この映画がいま振り返っておもしろいと感じるのは、まあ主人公のガールズたちがもろもろの社会ルールをぶち破りまくっているのもそうだが、だんだん観ているこっちは現実と非現実のルールまでぶち破られているような気にさせられることだ。


ハーモニー・コリンといえば、結構過激なぶっとび映画を作っていることで有名だが、このSpring Breakersでは、二人もディズニーアイドル出身の女優をつかっていることにも、ある意味ルール破りまくりなところを感じずにはいられない。



一昔前にかなり流行ったミュージカルドラマ、『High School Musical』で主演Gabriellaを務めたVanessa Hudgensやそのとき同時に『ウェイバリー通りのウィザードたち』でまた主演を務めたSelena Gomezが出演しているというのが、かなり型破りだが、なんというかまだイマドキのぴちぴちガールを使っていて新鮮だ。

さらに、Selenaの役はFaithという信心深い女の子の役なのだが、誠実で真面目なSelenaにはぴったりすぎるほどの役柄ともいえそうだ。逆にVanessaの役は、破天荒で、やり手の麻薬ディーラーですら負けてしまうような、とんでもないパワーの持ち主である。真面目で優秀なGabriellaからは完全に脱却している。
Selena

Vanessa


映画では、仲良し4人組が春休みに強盗をして得た金を使ってビーチに繰り出すのだが、そこで捕まってしまい、気まぐれで保釈金を払ってくれた麻薬ディーラーに、なんとなく付き合わされるところから本番のゲームが始まるのだが、段階としても、①強盗、②ビーチで裸騒ぎのパーティ、③逮捕劇、④麻薬ディーラーとのスリリングな毎日、⑤仇討ちの殺し合いゲーム、と終始観客は休む暇がない。し、さらに途中麻薬ディーラーとの生活の中で、ひとり、またひとりとガールズは日常世界に脱落していくのだが、その理由も敵対するディーラーに撃たれる、とかFaithにあたっては信仰に疑心を抱きながらも、結局自分の信じる神や家族のもとにかえっていく場面が印象深い。

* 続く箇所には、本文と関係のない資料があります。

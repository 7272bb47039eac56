// src/color.rs

//! RGBA colors used by contour hits and the compositor.

use serde::{Deserialize, Serialize};
use std::fmt;
use std::str::FromStr;

/// RGBA color in 32-bit format (8 bits per channel)
#[derive(Debug, Clone, Copy, PartialEq, Eq, Hash, Serialize, Deserialize)]
pub struct Rgba {
    pub r: u8,
    pub g: u8,
    pub b: u8,
    pub a: u8,
}

impl Rgba {
    pub const WHITE: Rgba = Rgba::opaque(0xff, 0xff, 0xff);
    pub const BLACK: Rgba = Rgba::opaque(0, 0, 0);

    pub const fn new(r: u8, g: u8, b: u8, a: u8) -> Self {
        Self { r, g, b, a }
    }

    pub const fn opaque(r: u8, g: u8, b: u8) -> Self {
        Self { r, g, b, a: 255 }
    }

    pub fn is_transparent(&self) -> bool {
        self.a == 0
    }

    /// Convert to RGBA byte array
    pub fn to_bytes(&self) -> [u8; 4] {
        [self.r, self.g, self.b, self.a]
    }

    /// Adds `steps * increment[c]` to every channel, saturating at 0 and 255.
    pub fn stepped(&self, increment: [f64; 4], steps: f64) -> Rgba {
        let channel = |base: u8, inc: f64| (base as f64 + steps * inc).clamp(0.0, 255.0) as u8;
        Rgba {
            r: channel(self.r, increment[0]),
            g: channel(self.g, increment[1]),
            b: channel(self.b, increment[2]),
            a: channel(self.a, increment[3]),
        }
    }
}

impl fmt::Display for Rgba {
    fn fmt(&self, f: &mut fmt::Formatter<'_>) -> fmt::Result {
        write!(f, "{}:{}:{}:{}", self.r, self.g, self.b, self.a)
    }
}

/// Parses `R:G:B:A`, each 0-255.
impl FromStr for Rgba {
    type Err = String;

    fn from_str(s: &str) -> Result<Self, Self::Err> {
        let parts: Vec<&str> = s.split(':').map(str::trim).collect();
        if parts.len() != 4 {
            return Err(format!("'{}' must be 4 0-255 uint8 values ':' separated", s));
        }
        let mut channels = [0u8; 4];
        for (slot, part) in channels.iter_mut().zip(&parts) {
            *slot = part
                .parse::<u8>()
                .map_err(|_| format!("'{}': all r,g,b,a values must be from 0-255 range", s))?;
        }
        Ok(Rgba::new(channels[0], channels[1], channels[2], channels[3]))
    }
}
// src/expr/parser.rs

//! Recursive-descent evaluator.
//!
//! The cursor holds the current character in `ch`. Every `factor` starts by
//! reading the next character, which is how operators, `(` and `,` get
//! consumed by the operand that follows them.

use super::{Context, Mode, MAX_DEPTH, SENTINEL};
use crate::error::{Error, Result};
use crate::native::{builtins, MAX_ARITY};
use log::trace;
use num_complex::Complex64;

fn is_digit(ch: u8) -> bool {
    ch.is_ascii_digit() || ch == b'.'
}

fn is_alpha(ch: u8) -> bool {
    ch.is_ascii_alphabetic() || ch == b'_'
}

fn render_args(args: &[Complex64]) -> String {
    args.iter()
        .map(|z| z.to_string())
        .collect::<Vec<_>>()
        .join(", ")
}

impl Context {
    fn read_next_char(&mut self) {
        let bytes = self.formula.bytes();
        if self.position < bytes.len() && self.ch != SENTINEL {
            self.ch = bytes[self.position];
            self.position += 1;
        }
    }

    fn skip_blanks(&mut self) {
        let len = self.formula.bytes().len();
        while self.ch.is_ascii_whitespace() && self.ch != SENTINEL && self.position < len {
            self.read_next_char();
        }
    }

    fn read_number(&mut self) -> Result<f64> {
        let mut digits = String::new();
        while is_digit(self.ch) {
            digits.push(self.ch as char);
            self.read_next_char();
        }
        digits
            .parse::<f64>()
            .map_err(|e| self.parse_error(format!("invalid number '{}': {}", digits, e)))
    }

    fn read_ident(&mut self) -> Result<String> {
        self.skip_blanks();
        if !is_alpha(self.ch) {
            return Err(self.parse_error("expected function name or variable"));
        }
        let mut ident = String::new();
        while is_alpha(self.ch) || self.ch.is_ascii_digit() {
            ident.push(self.ch as char);
            self.read_next_char();
        }
        self.skip_blanks();
        Ok(ident)
    }

    /// `x<k>` with `1 <= k <= bound arguments`.
    fn arg_value(&self, ident: &str) -> Option<Complex64> {
        let k: usize = ident.strip_prefix('x')?.parse().ok()?;
        if k >= 1 && k <= self.nargs {
            Some(self.args[k - 1])
        } else {
            None
        }
    }

    /// Runs `f` one nesting level deeper.
    fn nested<T>(&mut self, f: impl FnOnce(&mut Self) -> Result<T>) -> Result<T> {
        if self.depth >= MAX_DEPTH {
            return Err(self.parse_error(format!(
                "expression nested too deeply (limit {})",
                MAX_DEPTH
            )));
        }
        self.depth += 1;
        let result = f(self);
        self.depth -= 1;
        result
    }

    fn call_function(&mut self, ident: &str) -> Result<Complex64> {
        self.skip_blanks();
        if self.ch != b'(' {
            return Err(self.parse_error(format!("expected '(' after {}", ident)));
        }
        let mut args = [Complex64::new(0.0, 0.0); MAX_ARITY];
        let mut arity = 0;
        loop {
            args[arity] = self.nested(Self::expression)?;
            arity += 1;
            self.skip_blanks();
            match self.ch {
                b')' => break,
                b',' if arity < MAX_ARITY => continue,
                _ => {
                    return Err(self.parse_error(format!(
                        "expected: ')' after {} argument(s) function {}({}",
                        arity,
                        ident,
                        render_args(&args[..arity])
                    )))
                }
            }
        }
        let args = &args[..arity];
        let value = self.formula.dispatch(ident, args).map_err(|status| Error::Eval {
            function: ident.to_string(),
            arity,
            args: render_args(args),
            status,
            position: self.describe_position(),
        })?;
        trace!("{}({}) -> {}", ident, render_args(args), value);
        self.read_next_char();
        self.skip_blanks();
        Ok(match self.formula.mode {
            Mode::Complex => value,
            Mode::Real => Complex64::new(value.re, 0.0),
        })
    }

    fn factor(&mut self) -> Result<Complex64> {
        let mut negative = false;
        self.read_next_char();
        self.skip_blanks();
        while self.ch == b'+' || self.ch == b'-' {
            if self.ch == b'-' {
                negative = !negative;
            }
            self.read_next_char();
            self.skip_blanks();
        }
        let value = if is_digit(self.ch) {
            let v = self.read_number()?;
            self.skip_blanks();
            Complex64::new(v, 0.0)
        } else if self.ch == b'(' {
            let v = self.nested(Self::expression)?;
            self.skip_blanks();
            if self.ch != b')' {
                return Err(self.parse_error("expected: ')'"));
            }
            self.read_next_char();
            self.skip_blanks();
            v
        } else {
            let ident = self.read_ident()?;
            match self.arg_value(&ident) {
                Some(v) => v,
                None => self.call_function(&ident)?,
            }
        };
        self.skip_blanks();
        Ok(if negative { -value } else { value })
    }

    fn exponential(&mut self) -> Result<Complex64> {
        let base = self.factor()?;
        if self.ch != b'^' {
            return Ok(base);
        }
        let exp = self.nested(Self::exponential)?;
        Ok(match self.formula.mode {
            Mode::Complex => builtins::cpow(base, exp),
            Mode::Real => Complex64::new(base.re.powf(exp.re), 0.0),
        })
    }

    fn term(&mut self) -> Result<Complex64> {
        let mut value = self.exponential()?;
        loop {
            match self.ch {
                b'*' => value *= self.exponential()?,
                b'/' => {
                    let divisor = self.exponential()?;
                    value = match self.formula.mode {
                        Mode::Complex => value / divisor,
                        // keeps x/0 = inf instead of the complex NaN
                        Mode::Real => Complex64::new(value.re / divisor.re, 0.0),
                    };
                }
                _ => return Ok(value),
            }
        }
    }

    pub(super) fn expression(&mut self) -> Result<Complex64> {
        let mut value = self.term()?;
        loop {
            match self.ch {
                b'+' => value += self.term()?,
                b'-' => value -= self.term()?,
                _ => return Ok(value),
            }
        }
    }
}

脱落するのは簡単で、高速バスで家に帰るだけ、である。



家に帰ったガールズたちがどうしているのかはわからない。が、その脱落方法はただ、その春休みを終えて家に帰るだけでいいのだ。

では、なぜ残りのメンバーたちはそんな自堕落で危険と隣合わせの生活を続けるのか。


以前The Bling Ringを観た際にも同様のことを感じたのだが、年頃の若さ始める女の子が、若さゆえというか、危険でスリリングな遊びを楽しむことで、よりいっそうその瞬間を「生きている」ように思う。

The Bling Ringの女の子たちは、盗みというスリリングな遊びと、セレブのような破天荒な擬似生活によって、ある意味現実離れした人生を過ごしたが、Spring Breakersでは、ディーラーと銃でやりあうスリリングさと、エイリアンの豪邸での自堕落な生活は確かに現実離れしているが、いってしまえば「ふつうの女の子」が求める非現実生活ではない。

ビキニのビッチガールが、ビーチではしゃぐ、ブーブとブットでいっぱいな映画なのは確かだが、どことなく現実離れしている世界観。



The Bling Ringの世界がある意味「ふつうの女の子」が憧れる、スリリングなセレブ生活で(以前書いたように、それはなんとも浅はかというか、人工のプラスチック製で出来たちゃちな物のよう)あって、Spring Breakersのそれは、「ふつうの女の子」なら尻尾をまいて逃げる世界で、手ごわいディーラーにも銃撃戦でやり合って勝ってしまう、男の世界をぶち壊す女神たちの新たな世界の幕開けのようにも思える。(実際エイリアンも、敵方のディーラーも死んでしまう)

ラスト、勝利を手にした二人のガールズ、キャンディとブリットがピンクのマスクにビキニではしゃぐ。この先は見えない。